I’ve been reading books about artists, following art blogs, going to galleries, museums and listening to art related podcasts. You know, immersing myself. Out of this came the idea that there is a thread in my life, specific to my experiences that can inform my work. Other artists could point to childhood memories that easily intertwined with their adult artworks.

I just could not see it.

I always felt like I had to make a choice. And each choice would be leaving behind an aspect of creating that I enjoyed. If I chose painting, I’d have to let go of blockprinting. If I chose drawing I’d never paint. If I did trees, I couldn’t do animals. If I tried a new medium it wouldn’t fit with the rest of my work.

I was missing what my work has been about entirely.

Entirely.

From dead trees, ravens, crows, up-cycling, cats, decaying buildings, dying saguaros, desert vistas, water, spiral symbols, animal bones, skulls, gardening, seasons, the mysteries of world religions, even attention to textures and certain aspects of Japanese culture it’s been about life cycles. And importantly life out of death.

But why?

Perhaps because the day I was born, October 30 (the same day we departed) was the one year anniversary of my Grandmother’s murder.
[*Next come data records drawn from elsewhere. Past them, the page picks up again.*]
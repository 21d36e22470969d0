mod course;
mod ids;
mod progress;

pub use course::{ContentError, CourseContent, Lecture, LectureKind, LectureRef, Module, Question, Quiz};
pub use ids::{CertificateId, CourseId, EnrollmentKey, LearnerId, ParseIdError};
pub use progress::{Answers, EnrollmentProgress, LectureProgress, ModuleProgress, QuizResult};
impl ProgressionService {
    #[must_use]
    pub fn new(
        clock: Clock,
        progress: Arc<dyn ProgressRepository>,
        catalog: Arc<dyn ContentCatalog>,
        enrollment: Arc<dyn EnrollmentService>,
        certificates: Arc<dyn CertificateIssuer>,
        sink: Arc<dyn ProgressSink>,
    ) -> Self {
        Self {
            clock,
            config: ProgressionConfig::default(),
            progress,
            catalog,
            enrollment,
            certificates,
            sink,
        }
    }

    #[must_use]
    pub fn with_config(mut self, config: ProgressionConfig) -> Self {
        self.config = config;
        self
    }

    /// Override the clock (usually for deterministic testing).
    #[must_use]
    pub fn with_clock(mut self, clock: Clock) -> Self {
        self.clock = clock;
        self
    }

    /// Mark a lecture as completed.
    ///
    /// Completing an already completed lecture returns the current snapshot
    /// without writing or emitting anything.
    ///
    /// # Errors
    ///
    /// - `NotEnrolled` if the learner is not actively enrolled.
    /// - `Progress` for unknown or locked lectures, and for lectures whose
    ///   quiz has not been passed yet.
    /// - `Storage` if the write keeps conflicting or fails.
    pub async fn complete_lecture(
        &self,
        learner: LearnerId,
        course: CourseId,
        at: LectureRef,
        watched_percentage: u8,
    ) -> Result<ProgressSnapshot, ProgressionError> {
        let key = EnrollmentKey::new(learner, course);
        self.ensure_enrolled(key).await?;
        let content = self.content(course).await?;

        let applied = self
            .mutate(key, &content, |content, current, now| {
                let transition =
                    progression::complete_lecture(content, current, at, watched_percentage, now)?;
                Ok(Mutation::plain(transition))
            })
            .await?;

        if applied.committed {
            info!(%key, %at, "lecture completed");
            self.publish(key, ProgressCause::LectureCompleted { at }, &applied.snapshot);
        }
        Ok(applied.snapshot)
    }

    /// Grade a quiz submission and record the result.
    ///
    /// Every graded submission is stored and emitted, passing or not. A pass
    /// also completes the lecture.
    ///
    /// # Errors
    ///
    /// - `NotEnrolled` if the learner is not actively enrolled.
    /// - `Progress` if the lecture has no quiz, is locked, or the submission
    ///   is incomplete.
    /// - `Storage` if the write keeps conflicting or fails.
    pub async fn submit_quiz(
        &self,
        learner: LearnerId,
        course: CourseId,
        at: LectureRef,
        answers: &Answers,
    ) -> Result<QuizSubmission, ProgressionError> {
        let key = EnrollmentKey::new(learner, course);
        self.ensure_enrolled(key).await?;
        let content = self.content(course).await?;

        let applied = self
            .mutate(key, &content, |content, current, now| {
                let (transition, result) =
                    progression::submit_quiz(content, current, at, answers, now)?;
                Ok(Mutation {
                    transition,
                    attempt: Some(NewQuizAttempt {
                        at,
                        result: result.clone(),
                    }),
                    output: result,
                })
            })
            .await?;

        let result = applied.output;
        info!(
            %key,
            %at,
            score = result.score,
            total_points = result.total_points,
            passed = result.passed,
            "quiz graded"
        );
        self.publish(
            key,
            ProgressCause::QuizSubmitted {
                at,
                passed: result.passed,
            },
            &applied.snapshot,
        );
        Ok(QuizSubmission {
            result,
            snapshot: applied.snapshot,
        })
    }

    /// Finalize the course and request a certificate.
    ///
    /// The completion is committed before the issuer is called; an issuer
    /// failure is logged and reported as `certificate_id: None`.
    ///
    /// # Errors
    ///
    /// - `NotEnrolled` if the learner is not actively enrolled.
    /// - `Progress` if the course is already completed, has no lectures, or
    ///   still has open lectures.
    /// - `Storage` if the write keeps conflicting or fails.
    pub async fn complete_course(
        &self,
        learner: LearnerId,
        course: CourseId,
    ) -> Result<CourseCompletion, ProgressionError> {
        let key = EnrollmentKey::new(learner, course);
        self.ensure_enrolled(key).await?;
        let content = self.content(course).await?;

        let applied = self
            .mutate(key, &content, |content, current, now| {
                let transition = progression::complete_course(content, current, now)?;
                Ok(Mutation {
                    transition,
                    attempt: None,
                    output: now,
                })
            })
            .await?;

        info!(%key, "course completed");
        self.publish(key, ProgressCause::CourseCompleted, &applied.snapshot);

        let record = CompletionRecord {
            learner_id: learner,
            course_id: course,
            completed_at: applied.snapshot.progress.completed_at().unwrap_or(applied.output),
        };
        let certificate_id = match self.certificates.issue_certificate(&record).await {
            Ok(id) => {
                info!(%key, certificate = %id, "certificate issued");
                Some(id)
            }
            Err(err) => {
                warn!(%key, error = %err, "certificate issuance failed; completion kept");
                None
            }
        };

        Ok(CourseCompletion {
            record,
            certificate_id,
            snapshot: applied.snapshot,
        })
    }

    /// Raise the watched percentage of a lecture.
    ///
    /// Lower values than the stored one change nothing. A video lecture
    /// without a quiz that reaches 100% is completed.
    ///
    /// # Errors
    ///
    /// - `NotEnrolled` if the learner is not actively enrolled.
    /// - `Progress` for unknown or locked lectures.
    /// - `Storage` if the write keeps conflicting or fails.
    pub async fn record_watch_progress(
        &self,
        learner: LearnerId,
        course: CourseId,
        at: LectureRef,
        watched_percentage: u8,
    ) -> Result<ProgressSnapshot, ProgressionError> {
        let key = EnrollmentKey::new(learner, course);
        self.ensure_enrolled(key).await?;
        let content = self.content(course).await?;

        let applied = self
            .mutate(key, &content, |content, current, now| {
                let transition = progression::record_watch_progress(
                    content,
                    current,
                    at,
                    watched_percentage,
                    now,
                )?;
                let completed_now = !current.is_lecture_completed(at)
                    && transition.progress.is_lecture_completed(at);
                Ok(Mutation {
                    transition,
                    attempt: None,
                    output: completed_now,
                })
            })
            .await?;

        if applied.committed {
            let cause = if applied.output {
                info!(%key, %at, "lecture completed by watching");
                ProgressCause::LectureCompleted { at }
            } else {
                ProgressCause::WatchProgress { at }
            };
            self.publish(key, cause, &applied.snapshot);
        }
        Ok(applied.snapshot)
    }

    /// Stamp the stored progress as retired after the learner unenrolls.
    ///
    /// Runs without an enrollment check. Enrollments with nothing stored, or
    /// already retired, are left untouched.
    ///
    /// # Errors
    ///
    /// - `Collaborator` if the course is unknown.
    /// - `Storage` if the write keeps conflicting or fails.
    pub async fn retire_enrollment(
        &self,
        learner: LearnerId,
        course: CourseId,
    ) -> Result<ProgressSnapshot, ProgressionError> {
        let key = EnrollmentKey::new(learner, course);
        let content = self.content(course).await?;

        let applied = self
            .mutate(key, &content, |content, current, now| {
                if current.version() == 0 {
                    return Ok(Mutation::plain(progression::refresh(content, current)?));
                }
                let (next, changed) = progression::retire(current, now);
                let transition = progression::refresh(content, &next)?;
                Ok(Mutation::plain(Transition {
                    changed,
                    ..transition
                }))
            })
            .await?;

        if applied.committed {
            info!(%key, "enrollment retired");
            self.publish(key, ProgressCause::EnrollmentRetired, &applied.snapshot);
        }
        Ok(applied.snapshot)
    }

    /// Unlock flag for every lecture of the course.
    ///
    /// # Errors
    ///
    /// - `NotEnrolled` if the learner is not actively enrolled.
    /// - `Collaborator` or `Storage` if inputs cannot be loaded.
    pub async fn unlock_map(
        &self,
        learner: LearnerId,
        course: CourseId,
    ) -> Result<UnlockMap, ProgressionError> {
        let key = EnrollmentKey::new(learner, course);
        self.ensure_enrolled(key).await?;
        let content = self.content(course).await?;
        let current = self.load_progress(key).await?;
        Ok(unlock::unlock_map(&content, &current))
    }

    /// Current progress with recomputed aggregates.
    ///
    /// # Errors
    ///
    /// - `NotEnrolled` if the learner is not actively enrolled.
    /// - `Progress` (`EmptyCourse`) for a course without lectures.
    /// - `Collaborator` or `Storage` if inputs cannot be loaded.
    pub async fn progress_snapshot(
        &self,
        learner: LearnerId,
        course: CourseId,
    ) -> Result<ProgressSnapshot, ProgressionError> {
        let key = EnrollmentKey::new(learner, course);
        self.ensure_enrolled(key).await?;
        let content = self.content(course).await?;
        let current = self.load_progress(key).await?;
        let transition = progression::refresh(&content, &current)?;
        Ok(ProgressSnapshot::new(&content, transition))
    }

    /// Graded attempts for one quiz, newest first.
    ///
    /// # Errors
    ///
    /// - `NotEnrolled` if the learner is not actively enrolled.
    /// - `Progress` if the lecture does not exist or has no quiz.
    /// - `Collaborator` or `Storage` if inputs cannot be loaded.
    pub async fn quiz_attempts(
        &self,
        learner: LearnerId,
        course: CourseId,
        at: LectureRef,
        limit: u32,
    ) -> Result<Vec<QuizAttemptRecord>, ProgressionError> {
        let key = EnrollmentKey::new(learner, course);
        self.ensure_enrolled(key).await?;
        let content = self.content(course).await?;
        content.quiz(at).map_err(ProgressError::from)?;
        Ok(self.progress.list_quiz_attempts(key, at, limit).await?)
    }

    //
    // ─── HELPERS ───────────────────────────────────────────────────────────────
    //

    async fn ensure_enrolled(&self, key: EnrollmentKey) -> Result<(), ProgressionError> {
        if self
            .enrollment
            .is_actively_enrolled(key.learner_id, key.course_id)
            .await?
        {
            Ok(())
        } else {
            debug!(%key, "rejected: not enrolled");
            Err(ProgressionError::NotEnrolled)
        }
    }

    async fn content(&self, course: CourseId) -> Result<Arc<CourseContent>, ProgressionError> {
        Ok(self.catalog.course_content(course).await?)
    }

    async fn load_progress(&self, key: EnrollmentKey) -> Result<EnrollmentProgress, ProgressionError> {
        Ok(self
            .progress
            .get_progress(key)
            .await?
            .unwrap_or_else(|| EnrollmentProgress::new(key)))
    }

    /// Apply `apply` to the latest stored progress and commit the result.
    ///
    /// On a version conflict the progress is re-read and `apply` runs again,
    /// up to `max_write_attempts` times in total.
    async fn mutate<T, F>(
        &self,
        key: EnrollmentKey,
        content: &CourseContent,
        apply: F,
    ) -> Result<Applied<T>, ProgressionError>
    where
        F: Fn(&CourseContent, &EnrollmentProgress, DateTime<Utc>) -> Result<Mutation<T>, ProgressError>,
    {
        let mut attempt = 1;
        loop {
            let current = self.load_progress(key).await?;
            let mutation = apply(content, &current, self.clock.now())?;
            if !mutation.transition.changed {
                debug!(%key, "no change to commit");
                return Ok(Applied {
                    snapshot: ProgressSnapshot::new(content, mutation.transition),
                    committed: false,
                    output: mutation.output,
                });
            }

            match self
                .progress
                .commit_progress(&mutation.transition.progress, mutation.attempt.as_ref())
                .await
            {
                Ok(version) => {
                    debug!(%key, version, "progress committed");
                    let Mutation {
                        mut transition,
                        output,
                        ..
                    } = mutation;
                    transition.progress = transition.progress.with_version(version);
                    return Ok(Applied {
                        snapshot: ProgressSnapshot::new(content, transition),
                        committed: true,
                        output,
                    });
                }
                Err(StorageError::Conflict) if attempt < self.config.max_write_attempts => {
                    warn!(%key, attempt, "progress write conflicted; retrying");
                    attempt += 1;
                }
                Err(err) => return Err(err.into()),
            }
        }
    }

    fn publish(&self, key: EnrollmentKey, cause: ProgressCause, snapshot: &ProgressSnapshot) {
        self.sink.publish(ProgressChanged {
            learner_id: key.learner_id,
            course_id: key.course_id,
            cause,
            snapshot: snapshot.clone(),
        });
    }
}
I grew up with that as the dinner conversation for years. My father never got over it. My aunt wrote a fictionalized book inspired by it (absolutely worth reading: available here!). I’d say it was the single most defining event of my childhood.

Then during my twenties, when I most needed to lean on my father for support to go back to school, he was diagnosed with terminal cancer. He made poor life decisions, leaned on me, and I spent five years watching him die slowly before the real end when I watched him suffer for weeks and eternal days. He didn’t know where he was, let alone who I was. I had a complicated relationship with my Father. It took time to understand his imperfect humanity. When the time comes to say your final goodbyes to a parent or someone with a terminal illness, you too will find complex feelings hidden away to deal with.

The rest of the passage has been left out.